Coronavirus crisis

ICC prosecutor requests more time to weigh jurisdiction over Palestinian areas

As The Hague shuts its doors due to COVID-19, Fatou Bensouda requests additional month to say if she still believes the court has jurisdiction to open war crimes investigation

Raphael Ahren is a former diplomatic correspondent at The Times of Israel.

ICC Chief Prosecutor Fatou Bensouda at the International Criminal Court in The Hague, Netherlands, January 28, 2016. (AP Photo/Peter Dejong)
ICC Chief Prosecutor Fatou Bensouda at the International Criminal Court in The Hague, Netherlands, January 28, 2016. (AP Photo/Peter Dejong)

Due the widening coronavirus crisis the chief prosecutor of the International Criminal Court this week asked for a one-month delay of her deadline to respond to submissions from states and legal experts on the question of Palestinian statehood and The Hague’s jurisdiction over the West Bank, Gaza and East Jerusalem.

The prosecutor, Fatou Bensouda, herself believes the court has jurisdiction to investigate possible war crimes in those regions, but due to the controversial nature of the case she asked for a definitive ruling from a pretrial chamber on the matter. Member states and independent experts were invited to weigh on the matter as well.

On Monday, more than seven countries and more than 120 international organizations and independent scholars of international law submitted so-called amicus curiae (friend of the court) documents, offering their views on whether “Palestine” is a state that can transfer criminal jurisdiction over its territory to The Hague.

Originally, Bensouda was given a 30-day deadline to respond to amicus curiae submissions. But on Monday she requested that the pretrial chamber to grant her an additional month, “due to the effect of external circumstances on the operations of the Prosecution—specifically the global pandemic of the novel coronavirus known as COVID-19.”

The three judges of the pretrial chamber have yet to respond to her request. If granted, the postponement of her deadline would delay by a month the pretrial chamber’s ruling on the matter.
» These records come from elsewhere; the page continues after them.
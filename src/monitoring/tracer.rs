/*!
 * Tracing Setup
 * Structured logging for ring lifecycle and introspection using the tracing crate
 *
 * Stall dumps are emitted as `warn!` events on the `uring::stall` target, so
 * an `EnvFilter` such as `RUST_LOG=warn,uring::stall=warn` isolates them.
 */

use crate::core::types::RingFd;
use std::time::{Duration, Instant};
use tracing::{debug, info, span, warn, Level, Span};
use tracing_subscriber::{
    fmt::format::FmtSpan, layer::SubscriberExt, util::SubscriberInitExt, EnvFilter,
};

/// Environment variable selecting JSON output
pub const TRACE_JSON_ENV: &str = "RING_TRACE_JSON";

/// Reports slower than this are logged at warn level
const SLOW_REPORT: Duration = Duration::from_millis(10);

fn json_requested() -> bool {
    std::env::var(TRACE_JSON_ENV)
        .map(|v| v == "1" || v == "true")
        .unwrap_or(false)
}

/// Initialize structured tracing
///
/// Environment variables:
/// - RUST_LOG: Set log level (default: info)
/// - RING_TRACE_JSON: Enable JSON output (default: false)
///
/// Returns false if a global subscriber was already installed.
pub fn init_tracing() -> bool {
    let env_filter = EnvFilter::try_from_default_env().unwrap_or_else(|_| EnvFilter::new("info"));
    let registry = tracing_subscriber::registry().with(env_filter);

    let installed = if json_requested() {
        registry
            .with(
                tracing_subscriber::fmt::layer()
                    .json()
                    .with_target(true)
                    .with_thread_ids(true)
                    .with_thread_names(true)
                    .with_current_span(true)
                    .with_span_events(FmtSpan::CLOSE),
            )
            .try_init()
            .is_ok()
    } else {
        registry
            .with(
                tracing_subscriber::fmt::layer()
                    .with_target(true)
                    .with_thread_ids(true)
                    .with_line_number(true)
                    .compact(),
            )
            .try_init()
            .is_ok()
    };

    if installed {
        info!(json = json_requested(), "Structured tracing initialized");
    }
    installed
}

/// Span covering one introspection call on a ring
pub struct ReportSpan {
    span: Span,
    start: Instant,
    kind: &'static str,
    fd: RingFd,
}

impl ReportSpan {
    pub fn new(kind: &'static str, fd: RingFd) -> Self {
        let span = span!(
            Level::DEBUG,
            "ring_report",
            kind = kind,
            fd = fd,
            duration_us = tracing::field::Empty,
        );
        Self {
            span,
            start: Instant::now(),
            kind,
            fd,
        }
    }

    /// Enter the span for the duration of the report
    pub fn enter(&self) -> tracing::span::Entered<'_> {
        self.span.enter()
    }
}

impl Drop for ReportSpan {
    fn drop(&mut self) {
        let duration = self.start.elapsed();
        self.span
            .record("duration_us", duration.as_micros() as u64);
        let _entered = self.span.enter();

        if duration > SLOW_REPORT {
            warn!(
                kind = self.kind,
                fd = self.fd,
                duration_ms = duration.as_millis() as u64,
                slow = true,
                "slow ring report"
            );
        } else {
            debug!(
                kind = self.kind,
                fd = self.fd,
                duration_us = duration.as_micros() as u64,
                "ring report completed"
            );
        }
    }
}

/// Span for a fdinfo or stall report on `fd`
#[inline]
pub fn span_report(kind: &'static str, fd: RingFd) -> ReportSpan {
    ReportSpan::new(kind, fd)
}
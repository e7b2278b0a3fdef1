/*!
 * NAPI Busy-Poll Settings
 * Receive-side busy polling configuration attached to a ring
 */

use serde::{Deserialize, Serialize};
use std::sync::atomic::{AtomicBool, AtomicU32, AtomicU64, Ordering};

/// [LINUX-COMPAT] IO_URING_NAPI_TRACKING_INACTIVE
pub const NAPI_TRACKING_INACTIVE: u32 = 0;
/// [LINUX-COMPAT] IO_URING_NAPI_TRACKING_DYNAMIC
pub const NAPI_TRACKING_DYNAMIC: u32 = 1;
/// [LINUX-COMPAT] IO_URING_NAPI_TRACKING_STATIC
pub const NAPI_TRACKING_STATIC: u32 = 2;

/// Decoded tracking strategy
#[derive(Debug, Clone, Copy, PartialEq, Eq)]
pub enum NapiTracking {
    Inactive,
    Dynamic,
    Static,
    Unknown(u32),
}

impl NapiTracking {
    pub fn from_raw(mode: u32) -> Self {
        match mode {
            NAPI_TRACKING_INACTIVE => NapiTracking::Inactive,
            NAPI_TRACKING_DYNAMIC => NapiTracking::Dynamic,
            NAPI_TRACKING_STATIC => NapiTracking::Static,
            other => NapiTracking::Unknown(other),
        }
    }
}

/// Serializable NAPI settings (ring configuration)
#[derive(Debug, Clone, Copy, Default, PartialEq, Eq, Serialize, Deserialize)]
#[serde(default)]
pub struct NapiSettings {
    pub track_mode: u32,
    /// Busy poll duration threshold in nanoseconds
    pub busy_poll_dt: u64,
    pub prefer_busy_poll: bool,
}

/// Live NAPI state; fields may change while fdinfo reads them
#[derive(Debug, Default)]
pub struct NapiConfig {
    track_mode: AtomicU32,
    busy_poll_dt: AtomicU64,
    prefer_busy_poll: AtomicBool,
}

impl NapiConfig {
    pub fn new(settings: NapiSettings) -> Self {
        let napi = Self::default();
        napi.apply(settings);
        napi
    }

    pub fn apply(&self, settings: NapiSettings) {
        self.busy_poll_dt
            .store(settings.busy_poll_dt, Ordering::Relaxed);
        self.prefer_busy_poll
            .store(settings.prefer_busy_poll, Ordering::Relaxed);
        self.track_mode.store(settings.track_mode, Ordering::Release);
    }

    /// READ_ONCE of the tracking mode
    #[inline]
    pub fn track_mode(&self) -> u32 {
        self.track_mode.load(Ordering::Acquire)
    }

    #[inline]
    pub fn tracking(&self) -> NapiTracking {
        NapiTracking::from_raw(self.track_mode())
    }

    #[inline]
    pub fn busy_poll_dt(&self) -> u64 {
        self.busy_poll_dt.load(Ordering::Relaxed)
    }

    #[inline]
    pub fn prefer_busy_poll(&self) -> bool {
        self.prefer_busy_poll.load(Ordering::Relaxed)
    }
}
/*!
 * Ring Model
 * In-memory io_uring instance: control block, shared rings and queues
 *
 * `RingCtx` is the state every observer reads. All of its fields carry their
 * own synchronization, so introspection code only ever needs `&RingCtx`, and
 * its public surface is read-only: plain values, cursor loads and entry
 * reads. The queues, tables and locks are crate-internal.
 * `Ring` is the owner handle: the only way to mutate a ring, used to build
 * and seed instances for the reporter and dumper to look at.
 */

pub mod cancel;
pub mod config;
pub mod flags;
pub mod napi;
pub mod opcode;
pub mod request;
pub mod shared;
pub mod sqpoll;
pub mod tables;

pub use cancel::CancelTable;
pub use config::RingConfig;
pub use flags::{CqeFlags, SetupFlags};
pub use napi::{NapiConfig, NapiSettings, NapiTracking};
pub use opcode::{opcode_is_wide, opcode_name, Opcode, IORING_OP_LAST};
pub use request::{FuncId, Request, Task, TaskContext, NO_TASK_WORK};
pub use shared::{Cqe, RingCursors, RingMemory, SharedRings, Sqe};
pub use sqpoll::{SqPollData, SqPollStatus, SqThread};
pub use tables::{BufTable, FileTable, MappedBuf, RegisteredFile};

use crate::core::errors::{RingError, RingResult};
use crate::core::limits::{
    CQE_WORDS, DEFAULT_CANCEL_HASH_BITS, DEFAULT_SQ_ENTRIES, MAX_BUF_SLOTS, MAX_CANCEL_HASH_BITS,
    MAX_CQ_ENTRIES, MAX_FILE_SLOTS, MAX_SQ_ENTRIES, SQE_WORDS,
};
use crate::core::sync::{Llist, OwnedMutex, OwnedMutexGuard};
use crate::core::types::{CpuId, Pid, UserData};
use parking_lot::Mutex;
use std::cell::{Ref, RefCell};
use std::collections::VecDeque;
use std::path::PathBuf;
use std::sync::atomic::{AtomicI32, AtomicU32, Ordering};
use std::sync::Arc;
use tracing::{debug, info};

/// State guarded by the main ring lock
///
/// Reached through the guard of [`Ring::lock`]. The guard only hands out
/// shared references, so the lists use interior mutability.
#[derive(Debug, Default)]
pub struct RingLocked {
    defer_list: RefCell<VecDeque<Arc<Request>>>,
}

impl RingLocked {
    /// Hold a request back behind earlier drain-ordered ones
    pub fn defer(&self, req: Arc<Request>) {
        self.defer_list.borrow_mut().push_back(req);
    }

    pub fn nr_deferred(&self) -> usize {
        self.defer_list.borrow().len()
    }

    pub(crate) fn deferred(&self) -> Ref<'_, VecDeque<Arc<Request>>> {
        self.defer_list.borrow()
    }
}

/// Ring control block (`io_ring_ctx`)
pub struct RingCtx {
    flags: SetupFlags,
    sq_entries: u32,
    cq_entries: u32,
    rings: Option<SharedRings>,
    cached_sq_head: AtomicU32,
    cached_cq_tail: AtomicU32,
    uring_lock: OwnedMutex<RingLocked>,
    completion_lock: Mutex<VecDeque<Cqe>>,
    cancel_table: CancelTable,
    work_llist: Llist<Arc<Request>>,
    retry_llist: Llist<Arc<Request>>,
    fallback_llist: Llist<Arc<Request>>,
    file_table: FileTable,
    buf_table: BufTable,
    sq_data: Option<SqPollData>,
    napi: NapiConfig,
    nr_req_allocated: AtomicU32,
    cancel_seq: AtomicI32,
}

impl RingCtx {
    #[inline]
    pub fn flags(&self) -> SetupFlags {
        self.flags
    }

    #[inline]
    pub fn sq_entries(&self) -> u32 {
        self.sq_entries
    }

    #[inline]
    pub fn cq_entries(&self) -> u32 {
        self.cq_entries
    }

    #[inline]
    pub fn sq_mask(&self) -> u32 {
        self.sq_entries - 1
    }

    #[inline]
    pub fn cq_mask(&self) -> u32 {
        self.cq_entries - 1
    }

    /// Shared ring memory, None if the ring was never mapped
    ///
    /// Read-only: cursors and entries are written through [`Ring::rings`].
    ///
    /// ```compile_fail
    /// use ai_os_ringdiag::ring::Ring;
    ///
    /// let ring = Ring::builder(4).build().unwrap();
    /// ring.ctx().rings().unwrap().sq.set_tail(1);
    /// ```
    ///
    /// ```compile_fail
    /// use ai_os_ringdiag::ring::{Ring, Sqe};
    ///
    /// let ring = Ring::builder(4).build().unwrap();
    /// ring.ctx().rings().unwrap().write_sqe(0, &Sqe::default());
    /// ```
    #[inline]
    pub fn rings(&self) -> Option<&SharedRings> {
        self.rings.as_ref()
    }

    /// data_race() read of the kernel's SQ head
    #[inline]
    pub fn cached_sq_head(&self) -> u32 {
        self.cached_sq_head.load(Ordering::Relaxed)
    }

    /// data_race() read of the kernel's CQ tail
    #[inline]
    pub fn cached_cq_tail(&self) -> u32 {
        self.cached_cq_tail.load(Ordering::Relaxed)
    }

    /// Main ring mutex
    #[inline]
    pub(crate) fn uring_lock(&self) -> &OwnedMutex<RingLocked> {
        &self.uring_lock
    }

    /// Completion lock, guarding the CQ overflow list
    #[inline]
    pub(crate) fn completion_lock(&self) -> &Mutex<VecDeque<Cqe>> {
        &self.completion_lock
    }

    #[inline]
    pub(crate) fn cancel_table(&self) -> &CancelTable {
        &self.cancel_table
    }

    #[inline]
    pub(crate) fn work_llist(&self) -> &Llist<Arc<Request>> {
        &self.work_llist
    }

    #[inline]
    pub(crate) fn retry_llist(&self) -> &Llist<Arc<Request>> {
        &self.retry_llist
    }

    #[inline]
    pub(crate) fn fallback_llist(&self) -> &Llist<Arc<Request>> {
        &self.fallback_llist
    }

    #[inline]
    pub(crate) fn file_table(&self) -> &FileTable {
        &self.file_table
    }

    #[inline]
    pub(crate) fn buf_table(&self) -> &BufTable {
        &self.buf_table
    }

    /// SQ poll data, present only for SQPOLL rings
    #[inline]
    pub(crate) fn sq_data(&self) -> Option<&SqPollData> {
        self.sq_data.as_ref()
    }

    #[inline]
    pub(crate) fn napi(&self) -> &NapiConfig {
        &self.napi
    }

    #[inline]
    pub fn nr_req_allocated(&self) -> u32 {
        self.nr_req_allocated.load(Ordering::Relaxed)
    }

    #[inline]
    pub fn cancel_seq(&self) -> i32 {
        self.cancel_seq.load(Ordering::Relaxed)
    }
}
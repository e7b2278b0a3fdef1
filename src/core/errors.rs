/*!
 * Error Types
 * Centralized error handling with thiserror, miette, and serde support
 *
 * Only ring construction and the owner-side surface can fail. The
 * introspection paths (fdinfo, stall dump) never return errors: they
 * degrade to partial or placeholder output instead.
 */

use miette::Diagnostic;
use serde::{Deserialize, Serialize};
use thiserror::Error;

/// Ring construction and registry errors with serialization support
#[derive(Error, Debug, Clone, Serialize, Deserialize, PartialEq, Eq, Diagnostic)]
#[serde(tag = "error_type", content = "details", rename_all = "snake_case")]
pub enum RingError {
    #[error("{queue} entries must be a non-zero power of two, got {entries}")]
    #[diagnostic(
        code(ring::invalid_entries),
        help("Ring index wrap is mask based. Round the size up to the next power of two.")
    )]
    InvalidEntries { queue: String, entries: u32 },

    #[error("{queue} entries {entries} exceed the maximum of {max}")]
    #[diagnostic(
        code(ring::too_many_entries),
        help("Reduce the queue size or raise the limit in core::limits.")
    )]
    TooManyEntries { queue: String, entries: u32, max: u32 },

    #[error("Cancel table hash bits {0} out of range")]
    #[diagnostic(
        code(ring::invalid_hash_bits),
        help("Hash bits must be between 1 and MAX_CANCEL_HASH_BITS.")
    )]
    InvalidHashBits(u32),

    #[error("{table} slot {index} out of range (table has {len} slots)")]
    #[diagnostic(
        code(ring::slot_out_of_range),
        help("Registered tables are fixed size. Size the table in RingConfig first.")
    )]
    SlotOutOfRange { table: String, index: u32, len: u32 },

    #[error("Ring was not set up with SQPOLL")]
    #[diagnostic(
        code(ring::sqpoll_disabled),
        help("Set the SQPOLL setup flag to attach a submission polling thread.")
    )]
    SqPollDisabled,

    #[error("Ring memory is not mapped")]
    #[diagnostic(
        code(ring::not_mapped),
        help("The ring was built unmapped; entries cannot be submitted or posted.")
    )]
    RingsNotMapped,

    #[error("{queue} is full")]
    #[diagnostic(code(ring::queue_full))]
    QueueFull { queue: String },

    #[error("Unsupported entry: {0}")]
    #[diagnostic(
        code(ring::unsupported_entry),
        help("Wide entries need SQE128/SQE_MIXED (submission) or CQE32/CQE_MIXED (completion).")
    )]
    UnsupportedEntry(String),

    #[error("Invalid ring configuration: {0}")]
    #[diagnostic(
        code(ring::invalid_config),
        help("Check the JSON configuration or RING_* environment overrides.")
    )]
    InvalidConfig(String),
}

impl From<serde_json::Error> for RingError {
    fn from(err: serde_json::Error) -> Self {
        RingError::InvalidConfig(err.to_string())
    }
}

impl From<std::io::Error> for RingError {
    fn from(err: std::io::Error) -> Self {
        RingError::InvalidConfig(err.to_string())
    }
}

/// Common result type for ring operations
pub type RingResult<T> = Result<T, RingError>;
/*!
 * Ring Registry
 * Ring file descriptor → ring context lookup
 *
 * Plays the part of a ring file's private data: fdinfo readers arrive with
 * a descriptor and need the context behind it.
 */

use crate::core::errors::RingResult;
use crate::core::types::RingFd;
use crate::fdinfo::show_snapshot;
use crate::monitoring::span_report;
use crate::ring::{Ring, RingBuilder, RingCtx};
use ahash::RandomState;
use dashmap::DashMap;
use std::fmt;
use std::sync::atomic::{AtomicU32, Ordering};
use std::sync::Arc;
use tracing::{debug, info};

/// First descriptor handed out; 0..=2 are the standard streams
const FIRST_RING_FD: RingFd = 3;

/// Registry of live rings
#[derive(Clone)]
pub struct RingRegistry {
    rings: Arc<DashMap<RingFd, Arc<RingCtx>, RandomState>>,
    next_fd: Arc<AtomicU32>,
}

impl RingRegistry {
    pub fn new() -> Self {
        Self {
            rings: Arc::new(DashMap::with_hasher(RandomState::new())),
            next_fd: Arc::new(AtomicU32::new(FIRST_RING_FD)),
        }
    }

    /// Build a ring and install it under a fresh descriptor
    ///
    /// Returns the descriptor and the owner handle.
    pub fn create_ring(&self, builder: RingBuilder) -> RingResult<(RingFd, Ring)> {
        let ring = builder.build()?;
        let fd = self.register(ring.share());
        Ok((fd, ring))
    }

    /// Install an existing ring under a fresh descriptor
    pub fn register(&self, ctx: Arc<RingCtx>) -> RingFd {
        let fd = self.next_fd.fetch_add(1, Ordering::Relaxed);
        debug!(
            fd,
            sq_entries = ctx.sq_entries(),
            cq_entries = ctx.cq_entries(),
            "Registering ring"
        );
        self.rings.insert(fd, ctx);
        info!(fd, "Ring registered");
        fd
    }

    pub fn get_ring(&self, fd: RingFd) -> Option<Arc<RingCtx>> {
        self.rings.get(&fd).map(|r| Arc::clone(r.value()))
    }

    /// Drop the registry's reference; the ring lives on while owners hold it
    pub fn destroy_ring(&self, fd: RingFd) -> Option<Arc<RingCtx>> {
        let removed = self.rings.remove(&fd).map(|(_, ctx)| ctx);
        if removed.is_some() {
            info!(fd, "Ring destroyed");
        }
        removed
    }

    /// Write the fdinfo report of a descriptor
    ///
    /// Returns false if `fd` is not a ring. A ring whose lock is busy still
    /// returns true, with nothing written.
    pub fn show_fdinfo<W: fmt::Write + ?Sized>(&self, fd: RingFd, m: &mut W) -> bool {
        // Clone out of the map so no shard lock is held while reporting
        let Some(ctx) = self.get_ring(fd) else {
            return false;
        };
        let span = span_report("fdinfo", fd);
        let _entered = span.enter();
        show_snapshot(&ctx, m);
        true
    }

    pub fn len(&self) -> usize {
        self.rings.len()
    }

    pub fn is_empty(&self) -> bool {
        self.rings.is_empty()
    }
}

impl Default for RingRegistry {
    fn default() -> Self {
        Self::new()
    }
}

impl fmt::Debug for RingRegistry {
    fn fmt(&self, f: &mut fmt::Formatter<'_>) -> fmt::Result {
        f.debug_struct("RingRegistry")
            .field("rings", &self.rings.len())
            .finish()
    }
}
The chamber is expected to hand down its ruling within 120 days of having received Bensouda’s response to the amicus curiae files.

More than 2,000 people are known to have contracted the coronavirus in the Netherlands, the court’s host country., and nearly 60 people have died from the disease there so far.

“The implications of the global COVID-19 pandemic constitute good cause for the Prosecution’s deadline to be extended by one month, so that it is due on 30 April 2020,” Bensouda wrote in her letter, noting that the ICC headquarters in The Hague was closed due the pandemic.

“Staff members are expected to work remotely during this time (and possibly longer if the measures are extended), and only critical staff will be authorized to access the building,” Bensouda wrote.

Some members of her staff have to take care of their children who no longer have school or daycare, and “a number of staff are themselves sick or acting as primary carers from other family members who are sick,” according to the prosecutor. She also cited likely “technical limitations in the Court’s IT system” that will make it difficult for staff to access servers and databases needed to meet the deadline.

In a press release issued earlier this week, the ICC said it was closing the court building to the public and is asking most staff to work from home. At the same time, the court vowed to maintain “business continuity,” and to continue fulfilling its mandate, without elaborating.

Demonstrators carry banners and Palestinian flags outside the International Criminal Court, ICC, urging the court to prosecute Israel’s army for war crimes in The Hague, Netherlands, November 29, 2019. (AP Photo/Peter Dejong)

On Monday, Germany, Australia, Austria, Brazil, the Czech Republic, Hungary and Uganda submitted their respective amicus curiae files, all positing that Palestine cannot transfer criminal jurisdiction over its territory to The Hague.
Even those countries that have formally recognized the “State of Palestine” along the pre-1967 lines argued that Palestine cannot necessarily be considered to have validly granted the ICC jurisdiction to probe war crimes allegedly committed on its territory.

The Arab League and the Organization of Islamic Cooperation — but not a single individual state —  posited that Palestine was indeed a state that could confer jurisdiction to the Hague.